── Supplied material ──

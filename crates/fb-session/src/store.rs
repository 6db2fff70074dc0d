//! Correlation store trait.

use std::fmt;
use std::time::Duration;

use async_trait::async_trait;
use serde::{Deserialize, Serialize};

use crate::error::SessionResult;
use crate::exchange::ExchangeState;

/// Key of one correlation slot: the caller's session and a protocol id.
#[derive(Debug, Clone, PartialEq, Eq, Hash, Serialize, Deserialize)]
pub struct CorrelationKey {
    /// Opaque per-user session supplied by the web layer.
    pub session_id: String,
    /// Protocol id of the exchange.
    pub protocol_id: String,
}

impl CorrelationKey {
    /// Creates a key.
    #[must_use]
    pub fn new(session_id: impl Into<String>, protocol_id: impl Into<String>) -> Self {
        Self {
            session_id: session_id.into(),
            protocol_id: protocol_id.into(),
        }
    }

    /// Returns the key as a single storage string.
    #[must_use]
    pub fn storage_key(&self) -> String {
        format!("exchange:{}:{}", self.protocol_id, self.session_id)
    }
}

impl fmt::Display for CorrelationKey {
    fn fmt(&self, f: &mut fmt::Formatter<'_>) -> fmt::Result {
        write!(f, "{}/{}", self.session_id, self.protocol_id)
    }
}

/// Result of storing correlation state.
#[derive(Debug, Clone, Copy, PartialEq, Eq)]
pub enum PutOutcome {
    /// The slot was empty.
    Stored,
    /// A live exchange for the same slot was overwritten.
    Replaced,
}

/// Storage for in-flight exchange state.
///
/// Implementations may use in-process maps or a distributed store. A
/// distributed implementation must make [`take_and_clear`] atomic across
/// nodes, so that concurrent duplicate delivery of one response completes at
/// most once.
///
/// [`take_and_clear`]: CorrelationStore::take_and_clear
#[async_trait]
pub trait CorrelationStore: Send + Sync {
    /// Stores state for a slot, replacing any live state for that slot.
    async fn put(&self, key: &CorrelationKey, state: ExchangeState) -> SessionResult<PutOutcome>;

    /// Atomically reads and deletes the state for a slot.
    ///
    /// Returns `None` when no state exists, including on any call after a
    /// successful take.
    async fn take_and_clear(&self, key: &CorrelationKey) -> SessionResult<Option<ExchangeState>>;

    /// Removes state older than `max_age`. Returns the number removed.
    ///
    /// Stores with native expiry may return 0.
    async fn purge_expired(&self, max_age: Duration) -> SessionResult<usize>;
}
//! Correlation store error types.

use thiserror::Error;

/// Errors that can occur during correlation store operations.
#[derive(Debug, Error)]
pub enum SessionError {
    /// State could not be serialized or deserialized.
    #[error("Correlation state serialization error: {0}")]
    Serialization(String),

    /// The backing store rejected the operation.
    #[error("Correlation storage error: {0}")]
    Storage(String),

    /// The backing store could not be reached.
    #[error("Correlation store unavailable: {0}")]
    Unavailable(String),

    /// The in-process store reached its capacity.
    #[error("Correlation store full ({0} entries)")]
    CapacityExceeded(usize),
}

impl SessionError {
    /// Checks if the failure is a connectivity problem.
    #[must_use]
    pub const fn is_unavailable(&self) -> bool {
        matches!(self, Self::Unavailable(_))
    }
}

impl From<serde_json::Error> for SessionError {
    fn from(err: serde_json::Error) -> Self {
        Self::Serialization(err.to_string())
    }
}

/// Result type for correlation store operations.
pub type SessionResult<T> = Result<T, SessionError>;
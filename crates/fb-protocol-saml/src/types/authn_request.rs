//! SAML AuthnRequest.
//!
//! Authentication request message sent by the broker, acting as service
//! provider, to an identity provider.

use chrono::{DateTime, SecondsFormat, Utc};
use serde::{Deserialize, Serialize};

use super::constants::{NS_ASSERTION, NS_PROTOCOL};
use crate::xml::escape;

/// SAML Authentication Request.
#[derive(Debug, Clone, Serialize, Deserialize)]
pub struct AuthnRequest {
    /// Unique identifier for this request. Becomes the exchange id.
    pub id: String,

    /// Timestamp when this request was issued.
    pub issue_instant: DateTime<Utc>,

    /// The entity ID of the service provider issuing the request.
    pub issuer: String,

    /// The URL where the response must be sent.
    pub assertion_consumer_service_url: String,

    /// The identity provider endpoint the request is sent to.
    pub destination: String,

    /// Binding the identity provider must use for the response.
    pub protocol_binding: String,

    /// Name ID policy constraints.
    #[serde(skip_serializing_if = "Option::is_none")]
    pub name_id_policy: Option<NameIdPolicy>,

    /// Human-readable name of the requester.
    #[serde(skip_serializing_if = "Option::is_none")]
    pub provider_name: Option<String>,

    /// Whether the IdP must authenticate the user directly.
    #[serde(default)]
    pub force_authn: bool,

    /// Whether the IdP must not interact with the user.
    #[serde(default)]
    pub is_passive: bool,
}

/// Name ID policy of an AuthnRequest.
#[derive(Debug, Clone, PartialEq, Eq, Serialize, Deserialize)]
pub struct NameIdPolicy {
    /// Requested name ID format.
    pub format: String,
    /// Whether the IdP may create a new identifier.
    pub allow_create: bool,
}

impl AuthnRequest {
    /// Creates a new AuthnRequest with a fresh ID.
    #[must_use]
    pub fn new(
        issuer: impl Into<String>,
        acs_url: impl Into<String>,
        destination: impl Into<String>,
        protocol_binding: impl Into<String>,
    ) -> Self {
        Self {
            id: format!("_id{}", uuid::Uuid::new_v4()),
            issue_instant: Utc::now(),
            issuer: issuer.into(),
            assertion_consumer_service_url: acs_url.into(),
            destination: destination.into(),
            protocol_binding: protocol_binding.into(),
            name_id_policy: None,
            provider_name: None,
            force_authn: false,
            is_passive: false,
        }
    }

    /// Sets the name ID policy.
    #[must_use]
    pub fn with_name_id_policy(mut self, format: impl Into<String>, allow_create: bool) -> Self {
        self.name_id_policy = Some(NameIdPolicy {
            format: format.into(),
            allow_create,
        });
        self
    }

    /// Sets the provider name.
    #[must_use]
    pub fn with_provider_name(mut self, name: impl Into<String>) -> Self {
        self.provider_name = Some(name.into());
        self
    }

    /// Sets ForceAuthn.
    #[must_use]
    pub const fn force_authn(mut self, force: bool) -> Self {
        self.force_authn = force;
        self
    }

    /// Sets IsPassive.
    #[must_use]
    pub const fn is_passive(mut self, passive: bool) -> Self {
        self.is_passive = passive;
        self
    }

    /// Serializes the request to XML.
    #[must_use]
    pub fn to_xml(&self) -> String {
        let mut optional = String::new();
        if let Some(name) = &self.provider_name {
            optional.push_str(&format!(r#" ProviderName="{}""#, escape(name)));
        }
        if self.force_authn {
            optional.push_str(r#" ForceAuthn="true""#);
        }
        if self.is_passive {
            optional.push_str(r#" IsPassive="true""#);
        }

        let policy = self
            .name_id_policy
            .as_ref()
            .map(|p| {
                format!(
                    r#"<samlp:NameIDPolicy Format="{}" AllowCreate="{}"/>"#,
                    escape(&p.format),
                    p.allow_create
                )
            })
            .unwrap_or_default();

        format!(
            r#"<samlp:AuthnRequest xmlns:samlp="{NS_PROTOCOL}" xmlns:saml="{NS_ASSERTION}" ID="{id}" Version="2.0" IssueInstant="{instant}" Destination="{destination}" AssertionConsumerServiceURL="{acs}" ProtocolBinding="{binding}"{optional}><saml:Issuer>{issuer}</saml:Issuer>{policy}</samlp:AuthnRequest>"#,
            id = escape(&self.id),
            instant = self.issue_instant.to_rfc3339_opts(SecondsFormat::Secs, true),
            destination = escape(&self.destination),
            acs = escape(&self.assertion_consumer_service_url),
            binding = escape(&self.protocol_binding),
            issuer = escape(&self.issuer),
        )
    }
}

───

## Your goal
Whenever a line of the data holds the string "Duration", pick that line out.

## Expected answer
use std::time::Duration;
    async fn purge_expired(&self, max_age: Duration) -> SessionResult<usize>;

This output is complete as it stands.